__HOW TO COMPLETE THIS TASK__. Keep every line of the data below that has the string "OrderAlreadyDelivered" and present those lines.
★ ★ ★ ★ ★
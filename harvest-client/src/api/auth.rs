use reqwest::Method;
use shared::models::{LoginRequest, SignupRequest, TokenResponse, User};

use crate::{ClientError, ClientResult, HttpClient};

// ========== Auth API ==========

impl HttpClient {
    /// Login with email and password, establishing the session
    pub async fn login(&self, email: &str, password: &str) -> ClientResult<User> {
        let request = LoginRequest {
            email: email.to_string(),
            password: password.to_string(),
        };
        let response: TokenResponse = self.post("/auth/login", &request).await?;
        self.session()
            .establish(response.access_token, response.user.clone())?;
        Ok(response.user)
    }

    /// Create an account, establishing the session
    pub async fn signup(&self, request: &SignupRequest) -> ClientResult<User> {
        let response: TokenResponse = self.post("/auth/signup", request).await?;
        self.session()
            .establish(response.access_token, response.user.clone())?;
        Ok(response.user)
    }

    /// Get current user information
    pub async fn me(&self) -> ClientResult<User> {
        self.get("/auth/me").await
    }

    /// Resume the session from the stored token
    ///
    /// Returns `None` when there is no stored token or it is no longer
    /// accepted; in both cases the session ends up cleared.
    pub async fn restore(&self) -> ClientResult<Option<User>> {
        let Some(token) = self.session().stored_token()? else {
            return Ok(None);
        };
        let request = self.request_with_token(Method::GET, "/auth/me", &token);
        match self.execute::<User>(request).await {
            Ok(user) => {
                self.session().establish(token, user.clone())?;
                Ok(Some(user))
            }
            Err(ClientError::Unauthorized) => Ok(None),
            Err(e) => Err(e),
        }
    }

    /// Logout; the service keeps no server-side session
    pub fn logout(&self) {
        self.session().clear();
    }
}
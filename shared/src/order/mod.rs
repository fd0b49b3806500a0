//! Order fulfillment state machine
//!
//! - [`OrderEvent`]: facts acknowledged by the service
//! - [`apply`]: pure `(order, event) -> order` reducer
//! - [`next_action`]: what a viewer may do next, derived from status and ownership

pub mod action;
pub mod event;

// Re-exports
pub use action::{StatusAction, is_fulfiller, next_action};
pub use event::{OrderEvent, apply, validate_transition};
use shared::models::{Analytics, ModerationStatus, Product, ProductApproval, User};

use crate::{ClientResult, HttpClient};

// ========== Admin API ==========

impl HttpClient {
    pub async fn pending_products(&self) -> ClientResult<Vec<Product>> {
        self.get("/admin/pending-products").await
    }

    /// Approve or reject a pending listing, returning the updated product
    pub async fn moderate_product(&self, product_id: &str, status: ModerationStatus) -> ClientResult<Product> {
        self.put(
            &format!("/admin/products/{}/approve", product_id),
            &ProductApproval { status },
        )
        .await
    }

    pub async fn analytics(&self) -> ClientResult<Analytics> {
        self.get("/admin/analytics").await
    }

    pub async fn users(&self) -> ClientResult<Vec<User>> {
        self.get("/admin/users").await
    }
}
★ ★ ★ ★ ★
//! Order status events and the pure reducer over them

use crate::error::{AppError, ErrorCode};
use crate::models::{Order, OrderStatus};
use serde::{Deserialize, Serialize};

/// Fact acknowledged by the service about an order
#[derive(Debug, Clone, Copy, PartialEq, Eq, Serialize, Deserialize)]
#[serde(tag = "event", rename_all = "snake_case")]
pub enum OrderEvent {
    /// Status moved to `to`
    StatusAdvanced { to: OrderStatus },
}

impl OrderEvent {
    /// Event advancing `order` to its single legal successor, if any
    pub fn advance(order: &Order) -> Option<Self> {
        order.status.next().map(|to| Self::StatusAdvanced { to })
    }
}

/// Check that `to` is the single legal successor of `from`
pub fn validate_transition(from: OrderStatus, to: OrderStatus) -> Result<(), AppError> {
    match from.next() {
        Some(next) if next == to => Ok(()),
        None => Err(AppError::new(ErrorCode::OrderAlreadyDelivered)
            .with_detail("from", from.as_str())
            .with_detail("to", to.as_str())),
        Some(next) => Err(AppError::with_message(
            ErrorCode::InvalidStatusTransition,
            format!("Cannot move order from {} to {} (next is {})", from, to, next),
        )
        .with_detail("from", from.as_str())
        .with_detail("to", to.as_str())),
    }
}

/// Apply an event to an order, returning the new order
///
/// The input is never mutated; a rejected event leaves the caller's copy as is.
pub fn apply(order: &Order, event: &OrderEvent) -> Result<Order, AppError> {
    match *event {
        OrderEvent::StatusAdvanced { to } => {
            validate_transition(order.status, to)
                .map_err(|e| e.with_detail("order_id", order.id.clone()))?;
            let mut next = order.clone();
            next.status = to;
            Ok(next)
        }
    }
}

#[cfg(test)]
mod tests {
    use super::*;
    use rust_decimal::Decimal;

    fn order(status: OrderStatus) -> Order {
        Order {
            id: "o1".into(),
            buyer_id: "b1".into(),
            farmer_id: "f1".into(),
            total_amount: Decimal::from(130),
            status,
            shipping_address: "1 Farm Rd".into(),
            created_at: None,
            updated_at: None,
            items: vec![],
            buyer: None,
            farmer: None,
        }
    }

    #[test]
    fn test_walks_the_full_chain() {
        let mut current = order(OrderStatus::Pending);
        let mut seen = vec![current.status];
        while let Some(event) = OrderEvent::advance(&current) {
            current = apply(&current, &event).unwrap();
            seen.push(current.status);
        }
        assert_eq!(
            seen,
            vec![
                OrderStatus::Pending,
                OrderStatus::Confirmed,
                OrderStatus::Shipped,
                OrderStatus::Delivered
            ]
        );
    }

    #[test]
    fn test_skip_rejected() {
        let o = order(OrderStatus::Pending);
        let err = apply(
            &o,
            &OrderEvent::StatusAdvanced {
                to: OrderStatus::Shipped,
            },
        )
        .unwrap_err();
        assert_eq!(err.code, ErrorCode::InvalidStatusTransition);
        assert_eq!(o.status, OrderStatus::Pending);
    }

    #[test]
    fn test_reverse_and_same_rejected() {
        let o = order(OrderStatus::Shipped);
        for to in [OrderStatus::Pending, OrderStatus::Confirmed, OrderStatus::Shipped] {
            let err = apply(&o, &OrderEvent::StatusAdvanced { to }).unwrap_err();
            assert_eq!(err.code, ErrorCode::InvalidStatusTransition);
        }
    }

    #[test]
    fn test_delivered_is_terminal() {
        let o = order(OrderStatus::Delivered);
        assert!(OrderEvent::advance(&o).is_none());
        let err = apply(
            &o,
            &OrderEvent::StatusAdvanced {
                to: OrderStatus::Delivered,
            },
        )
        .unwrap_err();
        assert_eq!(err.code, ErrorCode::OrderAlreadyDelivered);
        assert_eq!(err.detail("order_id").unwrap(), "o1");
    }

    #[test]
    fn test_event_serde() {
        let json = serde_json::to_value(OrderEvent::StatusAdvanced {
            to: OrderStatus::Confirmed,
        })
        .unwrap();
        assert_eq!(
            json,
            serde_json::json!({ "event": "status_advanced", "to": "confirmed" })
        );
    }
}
★ ★ ★ ★ ★
__REPLY TO THE EXERCISE__.
        None => Err(AppError::new(ErrorCode::OrderAlreadyDelivered)
        assert_eq!(err.code, ErrorCode::OrderAlreadyDelivered);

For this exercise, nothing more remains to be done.